In 2011, Sumerian Records attempted to purchase a license to reissue The Opposite of December... A Season of Separation and Tear from the Red from Trustkill Records but was unsuccessful. On May 4, 2012, it was revealed that Rise Records had secured the rights to the reissues and would be releasing them in the summer of 2012. Unlike Trustkill Records' 2008 gatefold vinyl repress, Rise Records went to the extent of having all of the audio content remastered and designing a new artwork and layout. The two albums were digitally remastered by Will Putney at The Machine Shop in Hoboken, New Jersey, while the artwork was adapted by merging the two releases' original artworks together. After some delay, Rise Records reissued the 19-song, double-release compilation The Opposite of December... A Season of Separation / Tear from the Red on November 20, 2012 as catalog number RR176. The set was offered in a single compact disc edition packaged in a digipak, a double-LP edition packaged in a gatefold sleeve and digitally through streaming and downloading. The double LP was originally offered on a choice of transparent blue swirl and transparent red swirl (limited to 500 copies), or clear (limited to 1500 copies) vinyl color. A second pressing was done on blue and red starburst colored vinyl (limited to 1000 copies). Rise Records also printed limited edition t-shirts, hoodies and posters in promotion of the reissue.

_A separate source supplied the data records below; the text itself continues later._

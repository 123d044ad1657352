use std::{
    borrow::Cow,
    fmt, io,
    path::{Path, PathBuf},
};

use config::builder::{ConfigBuilder, DefaultState};
use serde::de::DeserializeOwned;
use thiserror::Error;

use crate::environment::Environment;

/// Directory holding configuration files, relative to the working directory.
pub const CONFIGURATION_DIR: &str = "configuration";

const CONFIG_FILE_EXTENSIONS: &[&str] = &["yaml", "yml", "json"];

const ENV_PREFIX: &str = "APP";

const ENV_PREFIX_SEPARATOR: &str = "_";

const ENV_SEPARATOR: &str = "__";

const LIST_SEPARATOR: &str = ",";

/// Implemented by top-level configuration structures.
pub trait Config {
    /// Keys whose environment values are split on commas into lists.
    const LIST_PARSE_KEYS: &'static [&'static str];
}

#[derive(Debug, Clone, Copy)]
enum ConfigFileKind {
    Base,
    Environment(Environment),
}

impl ConfigFileKind {
    fn stem(&self) -> Cow<'static, str> {
        match self {
            ConfigFileKind::Base => Cow::Borrowed("base"),
            ConfigFileKind::Environment(env) => Cow::Borrowed(env.as_str()),
        }
    }
}

impl fmt::Display for ConfigFileKind {
    fn fmt(&self, f: &mut fmt::Formatter<'_>) -> fmt::Result {
        match self {
            ConfigFileKind::Base => f.write_str("base configuration"),
            ConfigFileKind::Environment(env) => write!(f, "{env} environment configuration"),
        }
    }
}

/// Errors raised while assembling configuration from files and environment variables.
#[derive(Debug, Error)]
pub enum LoadConfigError {
    #[error("failed to determine the current directory: {0}")]
    CurrentDir(#[source] io::Error),

    /// Callers may treat this as "use built-in defaults".
    #[error("configuration directory `{0}` does not exist")]
    MissingConfigurationDirectory(PathBuf),

    #[error("could not locate {kind_description} in `{directory}`; attempted: {attempted}")]
    ConfigurationFileMissing {
        kind_description: String,
        directory: PathBuf,
        attempted: String,
    },

    #[error("failed to load {kind_description} from `{path}`: {source}")]
    ConfigurationFileLoad {
        kind_description: String,
        path: PathBuf,
        source: config::ConfigError,
    },

    #[error("failed to load configuration from environment variables: {0}")]
    EnvironmentVariables(#[source] config::ConfigError),

    #[error("failed to deserialize configuration: {0}")]
    Deserialization(#[source] config::ConfigError),

    #[error("failed to determine runtime environment: {0}")]
    Environment(#[from] io::Error),
}

/// Loads configuration from `./configuration` for the environment named by `APP_ENVIRONMENT`.
///
/// Reads `base.(yaml|yml|json)`, then the environment file (`dev` or `prod`), then
/// `APP_`-prefixed environment variables. Nested keys use double underscores
/// (`APP_PIPELINE__MAX_RETRIES=5`) and list keys are comma separated
/// (`APP_PIPELINE__BACKENDS=prodweba,prodwebb`).
pub fn load_config<T>() -> Result<T, LoadConfigError>
where
    T: Config + DeserializeOwned,
{
    let base_path = std::env::current_dir().map_err(LoadConfigError::CurrentDir)?;
    let environment = Environment::load()?;

    load_config_from(&base_path.join(CONFIGURATION_DIR), environment)
}

/// Loads configuration from an explicit directory and environment.
///
/// The environment file is optional here: when it is absent only the base file and
/// environment variables are applied.
pub fn load_config_from<T>(directory: &Path, environment: Environment) -> Result<T, LoadConfigError>
where
    T: Config + DeserializeOwned,
{
    if !directory.is_dir() {
        return Err(LoadConfigError::MissingConfigurationDirectory(
            directory.to_path_buf(),
        ));
    }

    let base_file = find_configuration_file(directory, ConfigFileKind::Base)?;
    let builder = config::Config::builder().add_source(config::File::from(base_file.as_path()));
    check_source(&builder, ConfigFileKind::Base, &base_file)?;

    let env_kind = ConfigFileKind::Environment(environment);
    let builder = match find_configuration_file(directory, env_kind) {
        Ok(environment_file) => {
            let builder = builder.add_source(config::File::from(environment_file.as_path()));
            check_source(&builder, env_kind, &environment_file)?;
            builder
        }
        Err(LoadConfigError::ConfigurationFileMissing { .. }) => builder,
        Err(err) => return Err(err),
    };

    let builder = builder.add_source(environment_source::<T>());

    let settings = builder
        .build()
        .map_err(LoadConfigError::EnvironmentVariables)?;

    settings
        .try_deserialize::<T>()
        .map_err(LoadConfigError::Deserialization)
}

fn environment_source<T: Config>() -> config::Environment {
    let mut source = config::Environment::with_prefix(ENV_PREFIX)
        .prefix_separator(ENV_PREFIX_SEPARATOR)
        .separator(ENV_SEPARATOR);

    if !T::LIST_PARSE_KEYS.is_empty() {
        source = source.try_parsing(true).list_separator(LIST_SEPARATOR);
        for key in T::LIST_PARSE_KEYS {
            source = source.with_list_parse_key(key);
        }
    }

    source
}

fn find_configuration_file(
    directory: &Path,
    kind: ConfigFileKind,
) -> Result<PathBuf, LoadConfigError> {
    let stem = kind.stem();

    let candidates: Vec<PathBuf> = CONFIG_FILE_EXTENSIONS
        .iter()
        .map(|extension| directory.join(format!("{stem}.{extension}")))
        .collect();

    if let Some(found) = candidates.iter().find(|path| path.is_file()) {
        return Ok(found.clone());
    }

    let attempted = candidates
        .iter()
        .map(|path| format!("`{}`", path.display()))
        .collect::<Vec<_>>()
        .join(", ");

    Err(LoadConfigError::ConfigurationFileMissing {
        kind_description: kind.to_string(),
        directory: directory.to_path_buf(),
        attempted,
    })
}

/// Builds the configuration so far to surface parse errors against the file that caused them.
fn check_source(
    builder: &ConfigBuilder<DefaultState>,
    kind: ConfigFileKind,
    path: &Path,
) -> Result<(), LoadConfigError> {
    builder
        .clone()
        .build()
        .map(|_| ())
        .map_err(|source| LoadConfigError::ConfigurationFileLoad {
            kind_description: kind.to_string(),
            path: path.to_path_buf(),
            source,
        })
}

#[cfg(test)]
mod tests {
    use std::fs;

    use serde::Deserialize;

    use super::*;

    #[derive(Debug, Deserialize)]
    struct Sample {
        name: String,
        #[serde(default)]
        retries: u32,
    }

    impl Config for Sample {
        const LIST_PARSE_KEYS: &'static [&'static str] = &[];
    }

    #[test]
    fn missing_directory_is_reported() {
        let dir = tempfile::tempdir().unwrap();
        let err = load_config_from::<Sample>(&dir.path().join("nope"), Environment::Dev)
            .unwrap_err();
        assert!(matches!(err, LoadConfigError::MissingConfigurationDirectory(_)));
    }

    #[test]
    fn missing_base_file_lists_attempted_paths() {
        let dir = tempfile::tempdir().unwrap();
        let err = load_config_from::<Sample>(dir.path(), Environment::Dev).unwrap_err();
        match err {
            LoadConfigError::ConfigurationFileMissing { attempted, .. } => {
                assert!(attempted.contains("base.yaml"));
                assert!(attempted.contains("base.json"));
            }
            other => panic!("unexpected error: {other}"),
        }
    }

    #[test]
    fn environment_file_overrides_base() {
        let dir = tempfile::tempdir().unwrap();
        fs::write(dir.path().join("base.yaml"), "name: base\nretries: 1\n").unwrap();
        fs::write(dir.path().join("prod.json"), r#"{"retries": 7}"#).unwrap();

        let sample: Sample = load_config_from(dir.path(), Environment::Prod).unwrap();
        assert_eq!(sample.name, "base");
        assert_eq!(sample.retries, 7);

        let sample: Sample = load_config_from(dir.path(), Environment::Dev).unwrap();
        assert_eq!(sample.retries, 1);
    }

    #[test]
    fn malformed_file_names_its_path() {
        let dir = tempfile::tempdir().unwrap();
        fs::write(dir.path().join("base.json"), "{ not json").unwrap();

        let err = load_config_from::<Sample>(dir.path(), Environment::Dev).unwrap_err();
        assert!(matches!(err, LoadConfigError::ConfigurationFileLoad { .. }));
    }
}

On January 18, 2020, Poison the Well performed a 20th Anniversary concert in celebration of their debut album The Opposite of December... A Season of Separation. The event took place at the El Rey Theater in Los Angeles, California where the band performed a selection of eight songs from their past releases, followed by The Opposite of December... A Season of Separation in its entirety. The band also re-pressed their debut album on limited edition transparent blue and marbled blue colored vinyl, featuring a revised layout, an expanded commemorative booklet and new liner notes designed by Touché Amoré guitarist Nick Steinhardt. Several mistakes were made while designing the commemorative booklet, such as writing that the album had originally been released on December 14, 2000 (a whole year later than it actually was) and using low-resolution pictures and flyers directly from Instagram and Discogs, at times from shows that were played on tours outside the promotion of the album (shows from before the album was released or from tours promoting later releases). Steinhardt also designed exclusive t-shirts, long sleeve shirts and hoodies for sale at the 20th Anniversary show and as bundles for online orders. The band had anticipated having the vinyl ready in time for their concert but due to pressing plant delays, it was only released on February 21, 2020.

Promotion 
Poison the Well toured vigorously in 2000 to promote their debut album. The band embarked on a local Florida tour with Red Roses for a Blue Lady in late October 1999, followed by an East Coast United States tour with Stretch Arm Strong from December 1999 to January 2000. They also played at festivals like Fantasy Festival in Miami, Florida, Mixed Messages in Minneapolis, Minnesota and Hellfest in Syracuse, New York The band's Hellfest 2K performance was professionally filmed and three songs ("Slice Paper Wrists", "Nerdy" and "Artist's Rendering of Me") were used on Trustkill Records' VHS and DVD Hellfest Syracuse, NY - Summer 2000: The Official Documentary, released on June 12, 2001. The home video also included interviews with Poison the Well and a live performance by metalcore band NORA with whom Primack had played in place of their absent guitarist. The Opposite of December... A Season of Separation was sent in to CMJ in February 2000 and was added to the Loud Rock chart in late April 2000. It reached number 9 on the Loud Rock chart in May 2000.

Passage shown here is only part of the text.